## About this task
The answer should match the records character for character.

## Supplied material
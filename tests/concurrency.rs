//! Concurrency tests.
//!
//! A session is shared between threads by reference. Reads from different
//! threads must not interfere, and a close on one thread must orphan the
//! streams other threads hold.

mod common;

use std::sync::{Arc, Barrier};
use std::thread;

use common::{random_bytes, scratch};
use sha2::{Digest, Sha256};
use zipsession::{Archive, CompressionMethod, OpenFlags};

fn digest(data: &[u8]) -> [u8; 32] {
    Sha256::digest(data).into()
}

fn stream_digest(archive: &Archive, name: &str) -> [u8; 32] {
    let mut stream = archive.input_stream_by_name(name, None).unwrap();
    let mut hasher = Sha256::new();
    let mut buf = [0u8; 1024];
    loop {
        let n = stream.read_chunk(&mut buf).unwrap();
        if n == 0 {
            break;
        }
        hasher.update(&buf[..n]);
    }
    hasher.finalize().into()
}

// =============================================================================
// Parallel Reads
// =============================================================================

#[test]
fn test_two_threads_read_two_entries() {
    let (_dir, path) = scratch();
    let first = random_bytes(256 * 1024, 1);
    let second = random_bytes(256 * 1024, 2);

    let archive = Archive::open(&path, OpenFlags::CREATE).unwrap();
    let a = archive.add_bytes("first.bin", &first).unwrap();
    archive.add_bytes("second.bin", &second).unwrap();
    archive
        .set_compression_method(a, CompressionMethod::Store, 0)
        .unwrap();
    archive.close().unwrap();

    let archive = Archive::open(&path, OpenFlags::READ_ONLY).unwrap();
    let (got_first, got_second) = thread::scope(|s| {
        let one = s.spawn(|| stream_digest(&archive, "first.bin"));
        let two = s.spawn(|| stream_digest(&archive, "second.bin"));
        (one.join().unwrap(), two.join().unwrap())
    });

    assert_eq!(got_first, digest(&first));
    assert_eq!(got_second, digest(&second));
}

#[test]
fn test_many_threads_read_same_entry() {
    let (_dir, path) = scratch();
    let data = random_bytes(64 * 1024, 3);
    common::create_archive(&path, &[("shared.bin", &data)]).unwrap();
    let expected = digest(&data);

    let archive = Archive::open(&path, OpenFlags::READ_ONLY).unwrap();
    thread::scope(|s| {
        for _ in 0..8 {
            s.spawn(|| assert_eq!(stream_digest(&archive, "shared.bin"), expected));
        }
    });
}

#[test]
fn test_shared_through_arc() {
    let (_dir, path) = scratch();
    common::create_archive(&path, &[("a.txt", b"alpha"), ("b.txt", b"beta")]).unwrap();

    let archive = Arc::new(Archive::open(&path, OpenFlags::READ_ONLY).unwrap());
    let handles: Vec<_> = ["a.txt", "b.txt"]
        .into_iter()
        .map(|name| {
            let archive = Arc::clone(&archive);
            thread::spawn(move || {
                let entry = archive.entry(name).unwrap().unwrap();
                (name, entry.size())
            })
        })
        .collect();

    let mut sizes: Vec<_> = handles.into_iter().map(|h| h.join().unwrap()).collect();
    sizes.sort();
    assert_eq!(sizes, [("a.txt", 5), ("b.txt", 4)]);
}

// =============================================================================
// Mixed Reads And Writes
// =============================================================================

#[test]
fn test_lookups_while_adding() {
    let (_dir, path) = scratch();
    let archive = Archive::open(&path, OpenFlags::CREATE).unwrap();
    archive.add_bytes("anchor.txt", b"anchor").unwrap();

    thread::scope(|s| {
        s.spawn(|| {
            for i in 0..100 {
                archive
                    .add_bytes(&format!("added{}.txt", i), b"x")
                    .unwrap();
            }
        });
        s.spawn(|| {
            for _ in 0..100 {
                assert_eq!(archive.index_of("anchor.txt").unwrap(), Some(0));
            }
        });
    });

    assert_eq!(archive.len().unwrap(), 101);
    archive.discard().unwrap();
}

#[test]
fn test_close_orphans_stream_on_other_thread() {
    let (_dir, path) = scratch();
    let data = random_bytes(4096, 4);
    common::create_archive(&path, &[("data.bin", &data)]).unwrap();

    let archive = Archive::open(&path, OpenFlags::READ_ONLY).unwrap();
    let opened = Barrier::new(2);
    let closed = Barrier::new(2);

    thread::scope(|s| {
        s.spawn(|| {
            let mut stream = archive.input_stream_by_name("data.bin", None).unwrap();
            let mut buf = [0u8; 16];
            assert_eq!(stream.read_chunk(&mut buf).unwrap(), 16);
            opened.wait();
            closed.wait();
            assert!(stream.read_chunk(&mut buf).unwrap_err().is_closed());
        });
        s.spawn(|| {
            opened.wait();
            archive.close().unwrap();
            closed.wait();
        });
    });
}

#[test]
fn test_concurrent_close_commits_once() {
    let (_dir, path) = scratch();
    let archive = Archive::open(&path, OpenFlags::CREATE).unwrap();
    archive.add_bytes("once.txt", b"once").unwrap();

    let start = Barrier::new(4);
    thread::scope(|s| {
        for _ in 0..4 {
            s.spawn(|| {
                start.wait();
                archive.close().unwrap();
            });
        }
    });

    assert_eq!(common::read_all(&path).len(), 1);
}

## Response box
filename tests/concurrency.rs
//! Concurrency tests.
//!
//! A session is shared between threads by reference. Reads from different
//! threads must not interfere, and a close on one thread must orphan the
//! streams other threads hold.

mod common;

use std::sync::{Arc, Barrier};
use std::thread;

use common::{random_bytes, scratch};
use sha2::{Digest, Sha256};
use zipsession::{Archive, CompressionMethod, OpenFlags};

fn digest(data: &[u8]) -> [u8; 32] {
    Sha256::digest(data).into()
}

fn stream_digest(archive: &Archive, name: &str) -> [u8; 32] {
    let mut stream = archive.input_stream_by_name(name, None).unwrap();
    let mut hasher = Sha256::new();
    let mut buf = [0u8; 1024];
    loop {
        let n = stream.read_chunk(&mut buf).unwrap();
        if n == 0 {
            break;
        }
        hasher.update(&buf[..n]);
    }
    hasher.finalize().into()
}

// =============================================================================
// Parallel Reads
// =============================================================================

#[test]
fn test_two_threads_read_two_entries() {
    let (_dir, path) = scratch();
    let first = random_bytes(256 * 1024, 1);
    let second = random_bytes(256 * 1024, 2);

    let archive = Archive::open(&path, OpenFlags::CREATE).unwrap();
    let a = archive.add_bytes("first.bin", &first).unwrap();
    archive.add_bytes("second.bin", &second).unwrap();
    archive
        .set_compression_method(a, CompressionMethod::Store, 0)
        .unwrap();
    archive.close().unwrap();

    let archive = Archive::open(&path, OpenFlags::READ_ONLY).unwrap();
    let (got_first, got_second) = thread::scope(|s| {
        let one = s.spawn(|| stream_digest(&archive, "first.bin"));
        let two = s.spawn(|| stream_digest(&archive, "second.bin"));
        (one.join().unwrap(), two.join().unwrap())
    });

    assert_eq!(got_first, digest(&first));
    assert_eq!(got_second, digest(&second));
}

#[test]
fn test_many_threads_read_same_entry() {
    let (_dir, path) = scratch();
    let data = random_bytes(64 * 1024, 3);
    common::create_archive(&path, &[("shared.bin", &data)]).unwrap();
    let expected = digest(&data);

    let archive = Archive::open(&path, OpenFlags::READ_ONLY).unwrap();
    thread::scope(|s| {
        for _ in 0..8 {
            s.spawn(|| assert_eq!(stream_digest(&archive, "shared.bin"), expected));
        }
    });
}

#[test]
fn test_shared_through_arc() {
    let (_dir, path) = scratch();
    common::create_archive(&path, &[("a.txt", b"alpha"), ("b.txt", b"beta")]).unwrap();

    let archive = Arc::new(Archive::open(&path, OpenFlags::READ_ONLY).unwrap());
    let handles: Vec<_> = ["a.txt", "b.txt"]
        .into_iter()
        .map(|name| {
            let archive = Arc::clone(&archive);
            thread::spawn(move || {
                let entry = archive.entry(name).unwrap().unwrap();
                (name, entry.size())
            })
        })
        .collect();

    let mut sizes: Vec<_> = handles.into_iter().map(|h| h.join().unwrap()).collect();
    sizes.sort();
    assert_eq!(sizes, [("a.txt", 5), ("b.txt", 4)]);
}

// =============================================================================
// Mixed Reads And Writes
// =============================================================================

#[test]
fn test_lookups_while_adding() {
    let (_dir, path) = scratch();
    let archive = Archive::open(&path, OpenFlags::CREATE).unwrap();
    archive.add_bytes("anchor.txt", b"anchor").unwrap();

    thread::scope(|s| {
        s.spawn(|| {
            for i in 0..100 {
                archive
                    .add_bytes(&format!("added{}.txt", i), b"x")
                    .unwrap();
            }
        });
        s.spawn(|| {
            for _ in 0..100 {
                assert_eq!(archive.index_of("anchor.txt").unwrap(), Some(0));
            }
        });
    });

    assert_eq!(archive.len().unwrap(), 101);
    archive.discard().unwrap();
}

#[test]
fn test_close_orphans_stream_on_other_thread() {
    let (_dir, path) = scratch();
    let data = random_bytes(4096, 4);
    common::create_archive(&path, &[("data.bin", &data)]).unwrap();

    let archive = Archive::open(&path, OpenFlags::READ_ONLY).unwrap();
    let opened = Barrier::new(2);
    let closed = Barrier::new(2);

    thread::scope(|s| {
        s.spawn(|| {
            let mut stream = archive.input_stream_by_name("data.bin", None).unwrap();
            let mut buf = [0u8; 16];
            assert_eq!(stream.read_chunk(&mut buf).unwrap(), 16);
            opened.wait();
            closed.wait();
            assert!(stream.read_chunk(&mut buf).unwrap_err().is_closed());
        });
        s.spawn(|| {
            opened.wait();
            archive.close().unwrap();
            closed.wait();
        });
    });
}

#[test]
fn test_concurrent_close_commits_once() {
    let (_dir, path) = scratch();
    let archive = Archive::open(&path, OpenFlags::CREATE).unwrap();
    archive.add_bytes("once.txt", b"once").unwrap();

    let start = Barrier::new(4);
    thread::scope(|s| {
        for _ in 0..4 {
            s.spawn(|| {
                start.wait();
                archive.close().unwrap();
            });
        }
    });

    assert_eq!(common::read_all(&path).len(), 1);
}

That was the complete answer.